New law grants Environment Ministry stronger jurisdiction over industries

By Hana Namrouqa - Jun 01,2017 - Last updated at Jun 01,2017

The new law maximised governmental control over the Kingdom’s natural resources (Photo by Amjad Ghsoun)

AMMAN — Nineteen industrial, vocational and agricultural facilities were referred to the general prosecutor in May for breaching environmental regulations, according to government officials.

Minister of Environment Yaseen Khayyat referred the violating facilities for legal action, according to ministry spokesperson Issa Shboul, who said that the step came after the new Environment Protection Law, which grants the ministry stronger jurisdiction over industries, came into force.

The “unprecedented” number of industries referred to the general prosecutor for environmental violations comes as a result of the ministry’s implementation of the new Environmental Protection Law, Khayyat said in a statement e-mailed to The Jordan Times.

“Enforcement of the law began in late April, after Parliament recently endorsed it.
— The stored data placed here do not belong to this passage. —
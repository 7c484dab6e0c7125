//! Test doubles: a scheduler that never waits and a gateway that replays scripted replies.

use std::cell::RefCell;
use std::collections::VecDeque;
use std::time::Duration;

use async_trait::async_trait;
use futures_util::future::{self, FutureExt, LocalBoxFuture};

use crate::errors::AppError;
use crate::gateway::Gateway;
use crate::models::{
    ConnectionInitiation, ConnectionStatus, ConversationEntry, MessageResponse, SentMessage,
    UserConversations,
};
use crate::poll::Scheduler;

/// Sleeps complete immediately; spawned tasks queue up until `run_until_idle`.
#[derive(Default)]
pub struct ManualScheduler {
    sleeps: RefCell<Vec<Duration>>,
    tasks: RefCell<VecDeque<LocalBoxFuture<'static, ()>>>,
}

impl ManualScheduler {
    pub fn new() -> Self {
        Self::default()
    }

    pub fn sleeps(&self) -> Vec<Duration> {
        self.sleeps.borrow().clone()
    }

    pub fn pending_tasks(&self) -> usize {
        self.tasks.borrow().len()
    }

    /// Runs queued tasks, including ones they spawn, until none are left.
    pub async fn run_until_idle(&self) {
        loop {
            let next = self.tasks.borrow_mut().pop_front();
            match next {
                Some(task) => task.await,
                None => break,
            }
        }
    }
}

impl Scheduler for ManualScheduler {
    fn sleep(&self, duration: Duration) -> LocalBoxFuture<'static, ()> {
        self.sleeps.borrow_mut().push(duration);
        future::ready(()).boxed_local()
    }

    fn spawn(&self, task: LocalBoxFuture<'static, ()>) {
        self.tasks.borrow_mut().push_back(task);
    }
}

/// Replays queued results per operation and records every call.
/// An empty queue falls back to a benign default.
#[derive(Default)]
pub struct ScriptedGateway {
    calls: RefCell<Vec<String>>,
    pub create_user: RefCell<VecDeque<Result<(), AppError>>>,
    pub initiate: RefCell<VecDeque<Result<ConnectionInitiation, AppError>>>,
    pub status: RefCell<VecDeque<Result<ConnectionStatus, AppError>>>,
    pub send: RefCell<VecDeque<Result<SentMessage, AppError>>>,
    pub responses: RefCell<VecDeque<Result<MessageResponse, AppError>>>,
    pub conversations: RefCell<VecDeque<Result<UserConversations, AppError>>>,
}

impl ScriptedGateway {
    pub fn new() -> Self {
        Self::default()
    }

    pub fn calls(&self) -> Vec<String> {
        self.calls.borrow().clone()
    }

    pub fn calls_to(&self, op: &str) -> usize {
        self.calls.borrow().iter().filter(|c| c.starts_with(op)).count()
    }

    fn record(&self, call: String) {
        self.calls.borrow_mut().push(call);
    }
}

pub fn sent(message_id: &str) -> Result<SentMessage, AppError> {
    Ok(SentMessage { message_id: message_id.to_string() })
}

pub fn response(status: &str, text: Option<&str>) -> Result<MessageResponse, AppError> {
    Ok(MessageResponse { status: status.to_string(), response: text.map(str::to_string) })
}

pub fn conversation(entries: &[(&str, &str)]) -> Result<UserConversations, AppError> {
    Ok(UserConversations {
        conversations: entries
            .iter()
            .map(|(kind, message)| ConversationEntry {
                message: message.to_string(),
                kind: kind.to_string(),
                timestamp: Some("2024-05-01T09:30:00.250".to_string()),
            })
            .collect(),
    })
}

pub fn offline() -> AppError {
    AppError::Network("connection refused".to_string())
}

#[async_trait(?Send)]
impl Gateway for ScriptedGateway {
    async fn create_user(&self, user_id: &str, display_name: &str) -> Result<(), AppError> {
        self.record(format!("create_user:{user_id}:{display_name}"));
        self.create_user.borrow_mut().pop_front().unwrap_or(Ok(()))
    }

    async fn initiate_connection(&self, user_id: &str) -> Result<ConnectionInitiation, AppError> {
        self.record(format!("initiate_connection:{user_id}"));
        self.initiate.borrow_mut().pop_front().unwrap_or_else(|| Ok(ConnectionInitiation::default()))
    }

    async fn check_connection_status(&self, connection_id: &str) -> Result<ConnectionStatus, AppError> {
        self.record(format!("check_connection_status:{connection_id}"));
        self.status
            .borrow_mut()
            .pop_front()
            .unwrap_or_else(|| Ok(ConnectionStatus { status: "ACTIVE".to_string() }))
    }

    async fn send_message(&self, user_id: &str, content: &str) -> Result<SentMessage, AppError> {
        self.record(format!("send_message:{user_id}:{content}"));
        self.send.borrow_mut().pop_front().unwrap_or_else(|| sent("m-default"))
    }

    async fn get_message_response(&self, message_id: &str) -> Result<MessageResponse, AppError> {
        self.record(format!("get_message_response:{message_id}"));
        self.responses
            .borrow_mut()
            .pop_front()
            .unwrap_or_else(|| response("processing", None))
    }

    async fn get_user_conversations(&self, user_id: &str) -> Result<UserConversations, AppError> {
        self.record(format!("get_user_conversations:{user_id}"));
        self.conversations
            .borrow_mut()
            .pop_front()
            .unwrap_or_else(|| Ok(UserConversations::default()))
    }
}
The law has given the ministry additional jurisdiction in the monitoring and enforcement of the law,” Khayyat said in the statement.
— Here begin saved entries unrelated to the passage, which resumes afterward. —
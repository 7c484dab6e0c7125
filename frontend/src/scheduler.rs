use std::time::Duration;

use futures_util::future::{FutureExt, LocalBoxFuture};
use gloo_timers::future::TimeoutFuture;

use poke_chat::Scheduler;

/// Browser timers and the page's single-threaded executor.
pub struct BrowserScheduler;

impl Scheduler for BrowserScheduler {
    fn sleep(&self, duration: Duration) -> LocalBoxFuture<'static, ()> {
        let millis = u32::try_from(duration.as_millis()).unwrap_or(u32::MAX);
        TimeoutFuture::new(millis).boxed_local()
    }

    fn spawn(&self, task: LocalBoxFuture<'static, ()>) {
        wasm_bindgen_futures::spawn_local(task);
    }
}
The new law maximised governmental control over the Kingdom’s natural resources, with the addition of new articles to the bill aiming to keep up with developments, given that the first environmental protection law was issued over a decade ago, according to the ministry.

The new law stipulates stricter penalties against polluters and abusers of the environment and links the amount of fines to the impact of the violation, according to the ministry.

The law contains articles on electronic, chemical, hazardous and prohibited waste; management of mineral oils; as well as ozone-depleting materials. It also encourages green investments, intensifies monitoring of industries and enhances the protection of natural resources, including water resources and forests.

During the past month, the ministry also shut down 98 quarries for operating without a licence, demanding that their owners obtain licences and rectify their situation within two weeks.


Shboul said that the ministry also addressed 41 environmental complaints in May, noting that the complaints pertained to industrial, agricultural, service and vocational institutions.